En Vídeo
En imágenes
Roberto Manrique, superviviente de la matanza terrorista de Hipercor, mantuvo ayer un encuentro cara a cara en la cárcel alavesa de Zaballa con Rafael Caride, autor material del que fue el atentado más sangrante de ETA —21 muertos y 45 heridos—, del que el próximo martes se cumple el 25 aniversario. La cita, impulsada por el Ministerio de Interior en el marco de su plan de reinserción de etarras disidentes, dejó «tocado» a Manrique, según explicaba a ABC mientras volvía en tren a Barcelona.
Manrique vio y escuchó a un Caride arrepentido. «Me ha dicho muchos veces que lo sentía, que está tremendamente arrepentido, que aquello fue un error y que tenemos que terminar con esto». ¿Pidió perdón? No como tal, aunque sí a su manera. Caride argumentó que asocia el concepto perdón a la religión, y él se declara no creyente, comunista.
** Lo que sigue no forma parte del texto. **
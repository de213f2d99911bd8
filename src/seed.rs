//! Demo data for local development.

use crate::error::AppResult;
use crate::models::NewEvent;
use crate::store::LotteryStore;
use tracing::info;

const DEMO_EVENTS: [(&str, &str, &str, i32); 5] = [
    ("YOASOBI ARENA TOUR 2026", "YOASOBI", "Tokyo Dome", 3),
    ("Official HIGE DANdism ONE-MAN LIVE", "Official HIGE DANdism", "Yokohama Arena", 4),
    ("Aimyon Acoustic Tour", "Aimyon", "Osaka-Jo Hall", 2),
    ("King Gnu Stadium Live", "King Gnu", "Nissan Stadium", 5),
    ("Mrs. GREEN APPLE FESTIVAL 2026", "Mrs. GREEN APPLE", "ZOZO Marine Stadium", 3),
];

const DEMO_APPLICANTS: [(&str, &str); 8] = [
    ("Taro Tanaka", "tanaka@example.com"),
    ("Hanako Sato", "sato@example.com"),
    ("Ichiro Suzuki", "suzuki@example.com"),
    ("Misaki Takahashi", "takahashi@example.com"),
    ("Kenta Ito", "ito@example.com"),
    ("Sakura Watanabe", "watanabe@example.com"),
    ("Daiki Yamamoto", "yamamoto@example.com"),
    ("Akari Nakamura", "nakamura@example.com"),
];

/// What a seeding run inserted
#[derive(Debug, Clone, Copy, PartialEq, Eq)]
pub struct SeedReport {
    pub events: usize,
    pub applications: usize,
}

impl SeedReport {
    pub fn skipped(&self) -> bool {
        self.events == 0 && self.applications == 0
    }
}

/// Insert demo events and applicants unless the store already has events
///
/// The applicants all go to the first demo event, which is oversubscribed
/// so a lottery can be drawn straight away.
pub async fn seed_demo_data(store: &dyn LotteryStore) -> AppResult<SeedReport> {
    let existing = store.count_events().await?;
    if existing > 0 {
        info!("{} events already present, skipping demo seed", existing);
        return Ok(SeedReport {
            events: 0,
            applications: 0,
        });
    }

    let mut first_event = None;
    for (title, artist, venue, capacity) in DEMO_EVENTS {
        let event = store
            .insert_event(&NewEvent {
                title: title.to_string(),
                artist: artist.to_string(),
                venue: venue.to_string(),
                capacity,
            })
            .await?;
        first_event.get_or_insert(event.id);
    }
    info!("Seeded {} demo events", DEMO_EVENTS.len());

    let mut applications = 0;
    if let Some(event_id) = first_event {
        let mut txn = store.begin().await?;
        for (name, email) in DEMO_APPLICANTS {
            txn.insert_application(event_id, name, email).await?;
            applications += 1;
        }
        txn.commit().await?;
        info!("Seeded {} demo applicants for event {}", applications, event_id);
    }

    Ok(SeedReport {
        events: DEMO_EVENTS.len(),
        applications,
    })
}
//! Small helpers shared by the reqwest-backed adapters.

use reqwest::{Response, StatusCode, Url};

/// Failure to obtain a usable response body.
#[derive(Debug)]
pub(crate) enum BodyReadError {
    /// The body could not be read off the wire.
    Transport(reqwest::Error),
    /// Non-2xx answer, described as `status N` plus a body preview.
    Status(String),
}

/// Resolve `path` beneath `base`, treating `base` as a directory even when it
/// was configured without a trailing slash.
pub(crate) fn endpoint(base: &Url, path: &str) -> Result<Url, url::ParseError> {
    let mut base = base.clone();
    if !base.path().ends_with('/') {
        let directory = format!("{}/", base.path());
        base.set_path(&directory);
    }
    base.join(path.trim_start_matches('/'))
}

/// Whitespace-collapsed, length-limited view of a response body for error
/// messages.
fn body_preview(body: &[u8]) -> String {
    const PREVIEW_CHAR_LIMIT: usize = 160;

    let compact = String::from_utf8_lossy(body)
        .split_whitespace()
        .collect::<Vec<_>>()
        .join(" ");
    let preview = compact.chars().take(PREVIEW_CHAR_LIMIT).collect::<String>();
    if compact.chars().count() > PREVIEW_CHAR_LIMIT {
        format!("{preview}...")
    } else {
        preview
    }
}

/// Return the body of a 2xx response, or describe the failed status.
pub(crate) async fn read_success_body(response: Response) -> Result<Vec<u8>, BodyReadError> {
    let status = response.status();
    let body = response.bytes().await.map_err(BodyReadError::Transport)?;
    if status.is_success() {
        Ok(body.to_vec())
    } else {
        Err(BodyReadError::Status(describe_status(status, body.as_ref())))
    }
}

fn describe_status(status: StatusCode, body: &[u8]) -> String {
    let preview = body_preview(body);
    if preview.is_empty() {
        format!("status {}", status.as_u16())
    } else {
        format!("status {}: {preview}", status.as_u16())
    }
}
«He visto a un hombre sincero y destrozado», añadió Manrique, quien rehusó darle la mano porque mató a 24 personas. «Lo ha entendido». Caride, condenado a 790 años, se desvinculó de ETA en 2010 junto a otros presos. En marzo de 2011 le escribió una carta a su víctima, que ha servido de prólogo al encuentro de ayer. Manrique, que fue presidente de la Asociación Catalana de Víctimas de Organizaciones Terroristas (ACVOT), ha recibido críticas de otras víctimas por acceder a este encuentro. Él lo rebate: «son positivos: sirven para dividir a los etarras».